In a standard buffer overrun attack, the attacker would simply write attack code (the "payload") onto the stack and then overwrite the return
address with the location of these newly written instructions. Until the late 1990s, major operating systems did not offer any protection against
these attacks; Microsoft Windows provided no buffer-overrun protections until 2004.[5] Eventually, operating systems began to combat the
exploitation of buffer overflow bugs by marking the memory where data is written as non-executable, a technique known as executable space
protection. With this enabled, the machine would refuse to execute any code located in user-writable areas of memory, preventing the attacker
from placing payload on the stack and jumping to it via a return address overwrite. Hardware support later became available to strengthen this
protection.

With data execution prevention, an adversary cannot directly execute instructions written to a buffer because the buffer's memory section is
marked as non-executable. To defeat this protection, a return-oriented programming attack does not inject malicious instructions, but rather
uses instruction sequences already present in executable memory, called "gadgets", by manipulating return addresses. A typical data execution
prevention implementation cannot defend against this attack because the adversary did not directly execute the malicious code, but rather
combined sequences of "good" instructions by changing stored return addresses; therefore the code used would be marked as executable.
Return-into-library technique

The widespread implementation of data execution prevention made traditional buffer overflow vulnerabilities difficult or impossible to exploit in
the manner described above. Instead, an attacker was restricted to code already in memory marked executable, such as the program code itself
and any linked shared libraries. Since shared libraries, such as libc, often contain subroutines for performing system calls and other functionality
potentially useful to an attacker, they are the most likely candidates for finding code to assemble an attack.

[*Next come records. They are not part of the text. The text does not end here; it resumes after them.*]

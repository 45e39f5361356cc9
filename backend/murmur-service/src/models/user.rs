use chrono::{DateTime, Utc};
use record_store::Record;
use serde::{Deserialize, Deserializer, Serialize};
use serde_json::{Map, Value};
use uuid::Uuid;

/// Persisted user record, including the password hash.
///
/// Never serialize this to a client; project it through [`PublicUser`].
#[derive(Debug, Clone, PartialEq, Serialize, Deserialize)]
#[serde(rename_all = "camelCase")]
pub struct User {
    pub id: Uuid,
    pub username: String,
    pub email: String,
    /// Argon2id PHC string
    pub password: String,
    #[serde(default)]
    pub profile_picture: Option<String>,
    #[serde(default)]
    pub bio: String,
    #[serde(default)]
    pub followers: Vec<Uuid>,
    #[serde(default)]
    pub following: Vec<Uuid>,
    pub created_at: DateTime<Utc>,
    /// Persisted keys this version does not model, written back unchanged
    #[serde(flatten)]
    pub extra: Map<String, Value>,
}

impl Record for User {
    fn id(&self) -> Uuid {
        self.id
    }
}

/// User as returned by the API
#[derive(Debug, Clone, PartialEq, Serialize, Deserialize)]
#[serde(rename_all = "camelCase")]
pub struct PublicUser {
    pub id: Uuid,
    pub username: String,
    pub email: String,
    pub profile_picture: Option<String>,
    pub bio: String,
    pub followers: Vec<Uuid>,
    pub following: Vec<Uuid>,
    pub created_at: DateTime<Utc>,
}

impl From<User> for PublicUser {
    fn from(user: User) -> Self {
        Self {
            id: user.id,
            username: user.username,
            email: user.email,
            profile_picture: user.profile_picture,
            bio: user.bio,
            followers: user.followers,
            following: user.following,
            created_at: user.created_at,
        }
    }
}

/// Author block embedded in posts and follower lists
#[derive(Debug, Clone, PartialEq, Serialize, Deserialize)]
#[serde(rename_all = "camelCase")]
pub struct UserSummary {
    pub id: Uuid,
    pub username: String,
    pub profile_picture: Option<String>,
}

impl From<&User> for UserSummary {
    fn from(user: &User) -> Self {
        Self {
            id: user.id,
            username: user.username.clone(),
            profile_picture: user.profile_picture.clone(),
        }
    }
}

/// Registration input. Fields are optional so a missing one is reported as
/// a validation failure rather than a JSON parse error.
#[derive(Debug, Clone, Default, Deserialize)]
pub struct NewUser {
    #[serde(default)]
    pub username: Option<String>,
    #[serde(default)]
    pub email: Option<String>,
    #[serde(default)]
    pub password: Option<String>,
}

/// Profile update. `profilePicture: null` clears the picture; an absent key
/// leaves it untouched.
#[derive(Debug, Clone, Default, Deserialize)]
#[serde(rename_all = "camelCase")]
pub struct UserPatch {
    #[serde(default)]
    pub username: Option<String>,
    #[serde(default)]
    pub bio: Option<String>,
    #[serde(default, deserialize_with = "present")]
    pub profile_picture: Option<Option<String>>,
    #[serde(default)]
    pub password: Option<String>,
}

fn present<'de, D, T>(deserializer: D) -> Result<Option<T>, D::Error>
where
    D: Deserializer<'de>,
    T: Deserialize<'de>,
{
    T::deserialize(deserializer).map(Some)
}

#[cfg(test)]
mod tests {
    use super::*;

    #[test]
    fn test_public_user_has_no_password() {
        let user = User {
            id: Uuid::new_v4(),
            username: "a".into(),
            email: "a@x.com".into(),
            password: "$argon2id$secret".into(),
            profile_picture: None,
            bio: String::new(),
            followers: vec![],
            following: vec![],
            created_at: Utc::now(),
            extra: Map::new(),
        };

        let json = serde_json::to_value(PublicUser::from(user)).unwrap();
        assert!(json.get("password").is_none());
        assert!(json.get("profilePicture").unwrap().is_null());
        assert_eq!(json["bio"], "");
    }

    #[test]
    fn test_user_defaults_for_sparse_record() {
        let json = serde_json::json!({
            "id": Uuid::new_v4(),
            "username": "b",
            "email": "b@x.com",
            "password": "hash",
            "createdAt": "2024-05-01T12:00:00.000Z"
        });

        let user: User = serde_json::from_value(json).unwrap();
        assert!(user.followers.is_empty());
        assert!(user.profile_picture.is_none());
        assert_eq!(user.bio, "");
    }

    #[test]
    fn test_user_keeps_unmodelled_keys() {
        let json = serde_json::json!({
            "id": Uuid::new_v4(),
            "username": "c",
            "email": "c@x.com",
            "password": "hash",
            "createdAt": "2024-05-01T12:00:00.000Z",
            "location": "Lisbon"
        });

        let user: User = serde_json::from_value(json).unwrap();
        assert_eq!(user.extra.get("location"), Some(&Value::from("Lisbon")));

        let written = serde_json::to_value(&user).unwrap();
        assert_eq!(written["location"], "Lisbon");
        assert!(serde_json::to_value(PublicUser::from(user))
            .unwrap()
            .get("location")
            .is_none());
    }

    #[test]
    fn test_patch_distinguishes_null_from_absent() {
        let cleared: UserPatch = serde_json::from_str(r#"{"profilePicture": null}"#).unwrap();
        assert_eq!(cleared.profile_picture, Some(None));

        let untouched: UserPatch = serde_json::from_str(r#"{"bio": "hi"}"#).unwrap();
        assert_eq!(untouched.profile_picture, None);
        assert_eq!(untouched.bio.as_deref(), Some("hi"));
    }
}
/// Local disk storage for post images
use crate::error::{AppError, Result};
use chrono::Utc;
use rand::Rng;
use std::path::{Path, PathBuf};
use tokio::fs;

/// Image received from a client, not yet written to disk
#[derive(Debug, Clone)]
pub struct UploadedImage {
    /// Filename as sent by the client; only its extension is kept
    pub original_name: String,
    pub data: Vec<u8>,
}

#[derive(Debug, Clone)]
pub struct UploadStore {
    dir: PathBuf,
}

impl UploadStore {
    pub fn new(dir: impl Into<PathBuf>) -> Self {
        Self { dir: dir.into() }
    }

    pub fn dir(&self) -> &Path {
        &self.dir
    }

    pub async fn ensure_dir(&self) -> Result<()> {
        fs::create_dir_all(&self.dir).await.map_err(|e| {
            AppError::Internal(format!(
                "cannot create uploads directory {}: {e}",
                self.dir.display()
            ))
        })
    }

    /// Write the image under a fresh `<millis>-<random><ext>` name and
    /// return that name
    pub async fn save(&self, image: &UploadedImage) -> Result<String> {
        let name = stored_name(&image.original_name);
        self.ensure_dir().await?;

        fs::write(self.dir.join(&name), &image.data)
            .await
            .map_err(|e| AppError::Internal(format!("failed to store upload {name}: {e}")))?;

        tracing::info!(file = %name, bytes = image.data.len(), "image stored");
        Ok(name)
    }

    /// Best-effort removal; failures are logged, never returned
    pub async fn remove(&self, name: &str) {
        let Some(path) = self.resolve(name) else {
            tracing::warn!(file = %name, "refusing to remove upload with unsafe name");
            return;
        };

        if let Err(e) = fs::remove_file(&path).await {
            tracing::warn!(file = %name, error = %e, "failed to remove upload");
        }
    }

    /// Path of a stored upload, or `None` if the name could escape the
    /// uploads directory
    pub fn resolve(&self, name: &str) -> Option<PathBuf> {
        let safe = !name.is_empty()
            && name != "."
            && name != ".."
            && !name.contains(['/', '\\', '\0'])
            && !name.starts_with('.');
        safe.then(|| self.dir.join(name))
    }

    /// Read a stored upload; `Ok(None)` when it does not exist
    pub async fn read(&self, name: &str) -> Result<Option<Vec<u8>>> {
        let Some(path) = self.resolve(name) else {
            return Ok(None);
        };

        match fs::read(&path).await {
            Ok(bytes) => Ok(Some(bytes)),
            Err(e) if e.kind() == std::io::ErrorKind::NotFound => Ok(None),
            Err(e) => Err(AppError::Internal(format!("failed to read upload {name}: {e}"))),
        }
    }
}

fn stored_name(original_name: &str) -> String {
    let suffix: u32 = rand::thread_rng().gen_range(0..1_000_000_000);
    format!(
        "{}-{}{}",
        Utc::now().timestamp_millis(),
        suffix,
        extension_of(original_name)
    )
}

/// `.ext` of the client filename, dropped unless it is short and alphanumeric
fn extension_of(original_name: &str) -> String {
    Path::new(original_name)
        .extension()
        .and_then(|ext| ext.to_str())
        .filter(|ext| {
            !ext.is_empty() && ext.len() <= 10 && ext.chars().all(|c| c.is_ascii_alphanumeric())
        })
        .map(|ext| format!(".{ext}"))
        .unwrap_or_default()
}

/// Content type for a stored upload, from its extension
pub fn content_type_for(name: &str) -> mime::Mime {
    let ext = Path::new(name)
        .extension()
        .and_then(|ext| ext.to_str())
        .map(|ext| ext.to_ascii_lowercase());

    match ext.as_deref() {
        Some("jpg") | Some("jpeg") => mime::IMAGE_JPEG,
        Some("png") => mime::IMAGE_PNG,
        Some("gif") => mime::IMAGE_GIF,
        Some("bmp") => mime::IMAGE_BMP,
        Some("svg") => mime::IMAGE_SVG,
        Some("webp") => "image/webp".parse().unwrap_or(mime::APPLICATION_OCTET_STREAM),
        _ => mime::APPLICATION_OCTET_STREAM,
    }
}
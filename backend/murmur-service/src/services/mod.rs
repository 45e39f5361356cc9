/// Business logic layer
pub mod posts;
pub mod uploads;

pub use posts::PostService;
pub use uploads::{UploadStore, UploadedImage};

In a return-into-library attack, an attacker hijacks program control flow by exploiting a buffer overrun vulnerability, exactly as discussed above.
Instead of attempting to write an attack payload onto the stack, the attacker instead chooses an available library function and overwrites the
return address with its entry location. Further stack locations are then overwritten, obeying applicable calling conventions, to carefully pass the
proper parameters to the function so it performs functionality useful to the attacker. This technique was first presented by Solar Designer in
1997,[6] and was later extended to unlimited chaining of function calls.[7]

Borrowed code chunks

The rise of 64-bit x86 processors brought with it a change to the subroutine calling convention that required the first argument to a function to be
passed in a register instead of on the stack. This meant that an attacker could no longer set up a library function call with desired arguments just
by manipulating the call stack via a buffer overrun exploit. Shared library developers also began to remove or restrict library functions that
performed actions particularly useful to an attacker, such as system call wrappers. As a result, return-into-library attacks became much more
difficult to mount successfully.

The next evolution came in the form of an attack that used chunks of library functions, instead of entire functions themselves, to exploit buffer
overrun vulnerabilities on machines with defenses against simpler attacks.[8] This technique looks for functions that contain instruction
sequences that pop values from the stack into registers. Careful selection of these code sequences allows an attacker to put suitable values into the
proper registers to perform a function call under the new calling convention. The rest of the attack proceeds as a return-into-library attack.

Attacks
Return-oriented programming builds on the borrowed code chunks approach and extends it to provide Turing complete functionality to the
attacker, including loops and conditional branches.[9][10] Put another way, return-oriented programming provides a fully functional "language"
that an attacker can use to make a compromised machine perform any operation desired. Hovav Shacham published the technique in 2007[11]
and demonstrated how all the important programming constructs can be simulated using return-oriented programming against a target
application linked with the C standard library and containing an exploitable buffer overrun vulnerability.
A return-oriented programming attack is superior to the other attack types discussed, both in expressive power and in resistance to defensive
measures. None of the counter-exploitation techniques mentioned above, including removing potentially dangerous functions from shared
libraries altogether, are effective against a return-oriented programming attack.

On the x86-architecture

Although return-oriented programming attacks can be performed on a variety of architectures,[11] Shacham's paper and the majority of follow-up
work focus on the Intel x86 architecture. The x86 architecture is a variable-length CISC instruction set. Return-oriented programming on the x86
takes advantage of the fact that the instruction set is very "dense", that is, any random sequence of bytes is likely to be interpretable as some valid
set of x86 instructions.

It is therefore possible to search for an opcode that alters control flow, most notably the return instruction (0xC3) and then look backwards in the
binary for preceding bytes that form possibly useful instructions. These sets of instruction "gadgets" can then be chained by overwriting the
return address, via a buffer overrun exploit, with the address of the first instruction of the first gadget. The first address of subsequent gadgets is
then written successively onto the stack. At the conclusion of the first gadget, a return instruction will be executed, which will pop the address of
the next gadget off the stack and jump to it. At the conclusion of that gadget, the chain continues with the third, and so on. By chaining the small
instruction sequences, an attacker is able to produce arbitrary program behavior from pre-existing library code. Shacham asserts that given any
sufficiently large quantity of code (including, but not limited to, the C standard library), sufficient gadgets will exist for Turing-complete
functionality.[11]

An automated tool has been developed to help automate the process of locating gadgets and constructing an attack against a binary.[12] This tool,
known as ROPgadget, searches through a binary looking for potentially useful gadgets, and attempts to assemble them into an attack payload
that spawns a shell to accept arbitrary commands from the attacker.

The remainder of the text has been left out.